### The records ###

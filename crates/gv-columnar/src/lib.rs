#![forbid(unsafe_code)]

use std::cmp::Ordering;

use gv_types::{
    DType, NullKind, Scalar, TypeError, cast_scalar, common_dtype, infer_dtype,
    partial_cmp_scalars,
};
use serde::{Deserialize, Serialize};
use thiserror::Error;

#[derive(Debug, Clone, PartialEq, Eq, Serialize, Deserialize)]
pub struct ValidityMask {
    bits: Vec<bool>,
}

impl ValidityMask {
    #[must_use]
    pub fn from_values(values: &[Scalar]) -> Self {
        let bits = values.iter().map(|value| !value.is_missing()).collect();
        Self { bits }
    }

    #[must_use]
    pub fn bits(&self) -> &[bool] {
        &self.bits
    }
}

/// Comparison operator a filter bound is applied with.
#[derive(Debug, Clone, Copy, PartialEq, Eq, Serialize, Deserialize)]
#[serde(rename_all = "snake_case")]
pub enum CompareOp {
    Ge,
    Le,
}

#[derive(Debug, Error, Clone, PartialEq)]
pub enum ColumnError {
    #[error("column length mismatch: left={left}, right={right}")]
    LengthMismatch { left: usize, right: usize },
    #[error("{reducer} reduction is unsupported for dtype {dtype:?}")]
    UnsupportedReduction { reducer: String, dtype: DType },
    #[error(transparent)]
    Type(#[from] TypeError),
}

#[derive(Debug, Clone, PartialEq, Serialize, Deserialize)]
pub struct Column {
    dtype: DType,
    values: Vec<Scalar>,
    validity: ValidityMask,
}

impl Column {
    /// Construct a column, coercing values to the target dtype.
    pub fn new(dtype: DType, values: Vec<Scalar>) -> Result<Self, ColumnError> {
        let needs_coercion = values.iter().any(|v| {
            let d = v.dtype();
            d != dtype && d != DType::Null
        });

        let coerced = if needs_coercion {
            values
                .iter()
                .map(|value| cast_scalar(value, dtype))
                .collect::<Result<Vec<_>, _>>()?
        } else {
            // No coercion needed: values already match dtype.
            // Only remap Null variants to the dtype-specific missing marker.
            values
                .into_iter()
                .map(|value| match value {
                    Scalar::Null(_) => Scalar::missing_for_dtype(dtype),
                    other => other,
                })
                .collect()
        };

        let validity = ValidityMask::from_values(&coerced);

        Ok(Self {
            dtype,
            values: coerced,
            validity,
        })
    }

    pub fn from_values(values: Vec<Scalar>) -> Result<Self, ColumnError> {
        let dtype = infer_dtype(&values)?;
        Self::new(dtype, values)
    }

    #[must_use]
    pub fn dtype(&self) -> DType {
        self.dtype
    }

    #[must_use]
    pub fn len(&self) -> usize {
        self.values.len()
    }

    #[must_use]
    pub fn is_empty(&self) -> bool {
        self.values.is_empty()
    }

    #[must_use]
    pub fn values(&self) -> &[Scalar] {
        &self.values
    }

    #[must_use]
    pub fn value(&self, idx: usize) -> Option<&Scalar> {
        self.values.get(idx)
    }

    #[must_use]
    pub fn validity(&self) -> &ValidityMask {
        &self.validity
    }

    /// Gather the rows at `positions` into a new column. Positions outside
    /// the column map to the dtype's missing marker.
    pub fn take(&self, positions: &[usize]) -> Result<Self, ColumnError> {
        let values = positions
            .iter()
            .map(|idx| {
                self.values
                    .get(*idx)
                    .cloned()
                    .unwrap_or_else(|| Scalar::missing_for_dtype(self.dtype))
            })
            .collect::<Vec<_>>();

        Self::new(self.dtype, values)
    }

    /// Row-wise comparison against a scalar bound. Missing values and
    /// incomparable pairs never pass.
    #[must_use]
    pub fn compare_mask(&self, op: CompareOp, bound: &Scalar) -> Vec<bool> {
        self.values
            .iter()
            .map(|value| match partial_cmp_scalars(value, bound) {
                Some(ordering) => match op {
                    CompareOp::Ge => ordering != Ordering::Less,
                    CompareOp::Le => ordering != Ordering::Greater,
                },
                None => false,
            })
            .collect()
    }

    /// Sum of the column's values, skipping missing entries. Integer and
    /// boolean columns sum to `Int64`, float columns to `Float64`; an empty
    /// or all-missing column sums to the dtype's zero.
    pub fn sum(&self) -> Result<Scalar, ColumnError> {
        match self.dtype {
            DType::Null => Ok(Scalar::Int64(0)),
            DType::Bool | DType::Int64 => {
                let mut total = 0_i64;
                for value in self.present_values() {
                    match value {
                        Scalar::Bool(v) => total += i64::from(*v),
                        Scalar::Int64(v) => total += v,
                        _ => {}
                    }
                }
                Ok(Scalar::Int64(total))
            }
            DType::Float64 => {
                let mut total = 0.0_f64;
                for value in self.present_values() {
                    if let Scalar::Float64(v) = value {
                        total += v;
                    }
                }
                Ok(Scalar::Float64(total))
            }
            dtype => Err(ColumnError::UnsupportedReduction {
                reducer: "sum".to_owned(),
                dtype,
            }),
        }
    }

    /// Smallest present value, or the dtype's missing marker when no value
    /// is present.
    #[must_use]
    pub fn min(&self) -> Scalar {
        self.extremum(Ordering::Less)
    }

    /// Largest present value, or the dtype's missing marker when no value
    /// is present.
    #[must_use]
    pub fn max(&self) -> Scalar {
        self.extremum(Ordering::Greater)
    }

    /// Number of present (non-missing) values.
    #[must_use]
    pub fn count(&self) -> Scalar {
        Scalar::Int64(self.present_values().count() as i64)
    }

    pub fn mean(&self) -> Result<Scalar, ColumnError> {
        self.require_numeric("mean")?;

        let mut total = 0.0_f64;
        let mut seen = 0_usize;
        for value in self.present_values() {
            total += value.to_f64()?;
            seen += 1;
        }

        if seen == 0 {
            return Ok(Scalar::Null(NullKind::NaN));
        }
        Ok(Scalar::Float64(total / seen as f64))
    }

    pub fn median(&self) -> Result<Scalar, ColumnError> {
        self.require_numeric("median")?;

        let mut sorted = self
            .present_values()
            .map(Scalar::to_f64)
            .collect::<Result<Vec<_>, _>>()?;
        sorted.sort_by(f64::total_cmp);

        if sorted.is_empty() {
            return Ok(Scalar::Null(NullKind::NaN));
        }

        let mid = sorted.len() / 2;
        let median = if sorted.len() % 2 == 0 {
            f64::midpoint(sorted[mid - 1], sorted[mid])
        } else {
            sorted[mid]
        };
        Ok(Scalar::Float64(median))
    }

    /// Collapse the whole column into one sequence cell, casting each
    /// element to `dtype`. Missing entries stay missing inside the sequence.
    pub fn implode(&self, dtype: DType) -> Result<Scalar, ColumnError> {
        let elements = self
            .values
            .iter()
            .map(|value| cast_scalar(value, dtype))
            .collect::<Result<Vec<_>, _>>()?;
        Ok(Scalar::List(elements))
    }

    #[must_use]
    pub fn semantic_eq(&self, other: &Self) -> bool {
        self.dtype == other.dtype
            && self.values.len() == other.values.len()
            && self
                .values
                .iter()
                .zip(&other.values)
                .all(|(left, right)| left.semantic_eq(right))
    }

    fn present_values(&self) -> impl Iterator<Item = &Scalar> {
        self.values.iter().filter(|value| !value.is_missing())
    }

    fn extremum(&self, keep: Ordering) -> Scalar {
        let mut best: Option<&Scalar> = None;
        for value in self.present_values() {
            best = match best {
                None => Some(value),
                Some(current) => match partial_cmp_scalars(value, current) {
                    Some(ordering) if ordering == keep => Some(value),
                    _ => Some(current),
                },
            };
        }

        best.cloned()
            .unwrap_or_else(|| Scalar::missing_for_dtype(self.dtype))
    }

    fn require_numeric(&self, reducer: &str) -> Result<(), ColumnError> {
        if common_dtype(self.dtype, DType::Float64).is_err() {
            return Err(ColumnError::UnsupportedReduction {
                reducer: reducer.to_owned(),
                dtype: self.dtype,
            });
        }
        Ok(())
    }
}

#[cfg(test)]
mod tests {
    use chrono::NaiveDate;
    use gv_types::{DType, NullKind, Scalar};

    use super::{Column, ColumnError, CompareOp};

    fn date(year: i32, month: u32, day: u32) -> Scalar {
        Scalar::Date(NaiveDate::from_ymd_opt(year, month, day).expect("valid date"))
    }

    #[test]
    fn take_injects_missing_for_out_of_range_positions() {
        let column = Column::from_values(vec![Scalar::Int64(10), Scalar::Int64(20)])
            .expect("column should build");

        let out = column.take(&[1, 5, 0]).expect("take should work");

        assert_eq!(
            out.values(),
            &[
                Scalar::Int64(20),
                Scalar::Null(NullKind::Null),
                Scalar::Int64(10)
            ]
        );
    }

    #[test]
    fn ge_mask_drops_missing_rows() {
        let column = Column::from_values(vec![
            Scalar::Int64(1),
            Scalar::Null(NullKind::Null),
            Scalar::Int64(3),
        ])
        .expect("column");

        let mask = column.compare_mask(CompareOp::Ge, &Scalar::Int64(2));
        assert_eq!(mask, vec![false, false, true]);
    }

    #[test]
    fn le_mask_uses_inclusive_bound() {
        let column =
            Column::from_values(vec![Scalar::Int64(1), Scalar::Int64(2), Scalar::Int64(3)])
                .expect("column");

        let mask = column.compare_mask(CompareOp::Le, &Scalar::Int64(2));
        assert_eq!(mask, vec![true, true, false]);
    }

    #[test]
    fn integer_sum_skips_missing_and_stays_integer() {
        let column = Column::from_values(vec![
            Scalar::Int64(1),
            Scalar::Null(NullKind::Null),
            Scalar::Int64(3),
        ])
        .expect("column");

        assert_eq!(column.sum().expect("sum"), Scalar::Int64(4));
    }

    #[test]
    fn sum_rejects_string_columns() {
        let column = Column::from_values(vec![Scalar::Utf8("a".to_owned())]).expect("column");
        let err = column.sum().expect_err("must fail");
        assert!(matches!(
            err,
            ColumnError::UnsupportedReduction { dtype: DType::Utf8, .. }
        ));
    }

    #[test]
    fn min_max_over_dates_ignore_insertion_order() {
        let column = Column::from_values(vec![
            date(1987, 12, 12),
            date(1986, 11, 11),
            date(2000, 1, 1),
        ])
        .expect("column");

        assert_eq!(column.min(), date(1986, 11, 11));
        assert_eq!(column.max(), date(2000, 1, 1));
    }

    #[test]
    fn extremum_of_empty_column_is_missing() {
        let column = Column::new(DType::Date, Vec::new()).expect("column");
        assert_eq!(column.min(), Scalar::Null(NullKind::NaT));
    }

    #[test]
    fn count_ignores_missing_values() {
        let column = Column::from_values(vec![
            Scalar::Float64(1.0),
            Scalar::Float64(f64::NAN),
            Scalar::Float64(3.0),
        ])
        .expect("column");

        assert_eq!(column.count(), Scalar::Int64(2));
    }

    #[test]
    fn median_averages_middle_pair_for_even_counts() {
        let column =
            Column::from_values(vec![Scalar::Int64(1), Scalar::Int64(2)]).expect("column");
        assert_eq!(column.median().expect("median"), Scalar::Float64(1.5));
    }

    #[test]
    fn median_of_odd_count_is_middle_value() {
        let column =
            Column::from_values(vec![Scalar::Int64(3), Scalar::Int64(1), Scalar::Int64(2)])
                .expect("column");
        assert_eq!(column.median().expect("median"), Scalar::Float64(2.0));
    }

    #[test]
    fn implode_casts_elements_to_target_dtype() {
        let column =
            Column::from_values(vec![Scalar::Int64(1), Scalar::Int64(2), Scalar::Int64(3)])
                .expect("column");

        let cell = column.implode(DType::Float64).expect("implode");
        assert_eq!(
            cell,
            Scalar::List(vec![
                Scalar::Float64(1.0),
                Scalar::Float64(2.0),
                Scalar::Float64(3.0)
            ])
        );
    }

    #[test]
    fn implode_keeps_missing_entries_in_sequence() {
        let column = Column::from_values(vec![Scalar::Int64(1), Scalar::Null(NullKind::Null)])
            .expect("column");

        let cell = column.implode(DType::Float64).expect("implode");
        assert_eq!(
            cell,
            Scalar::List(vec![Scalar::Float64(1.0), Scalar::Null(NullKind::NaN)])
        );
    }
}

###

(Aim of the exercise): Output all lines from the beginning of the data up to the line holding "pub fn from_values(values: &[Scalar])", that line included, exactly as written.

(The completed task):
filename crates/gv-columnar/src/lib.rs
#![forbid(unsafe_code)]

use std::cmp::Ordering;

use gv_types::{
    DType, NullKind, Scalar, TypeError, cast_scalar, common_dtype, infer_dtype,
    partial_cmp_scalars,
};
use serde::{Deserialize, Serialize};
use thiserror::Error;

#[derive(Debug, Clone, PartialEq, Eq, Serialize, Deserialize)]
pub struct ValidityMask {
    bits: Vec<bool>,
}

impl ValidityMask {
    #[must_use]
    pub fn from_values(values: &[Scalar]) -> Self {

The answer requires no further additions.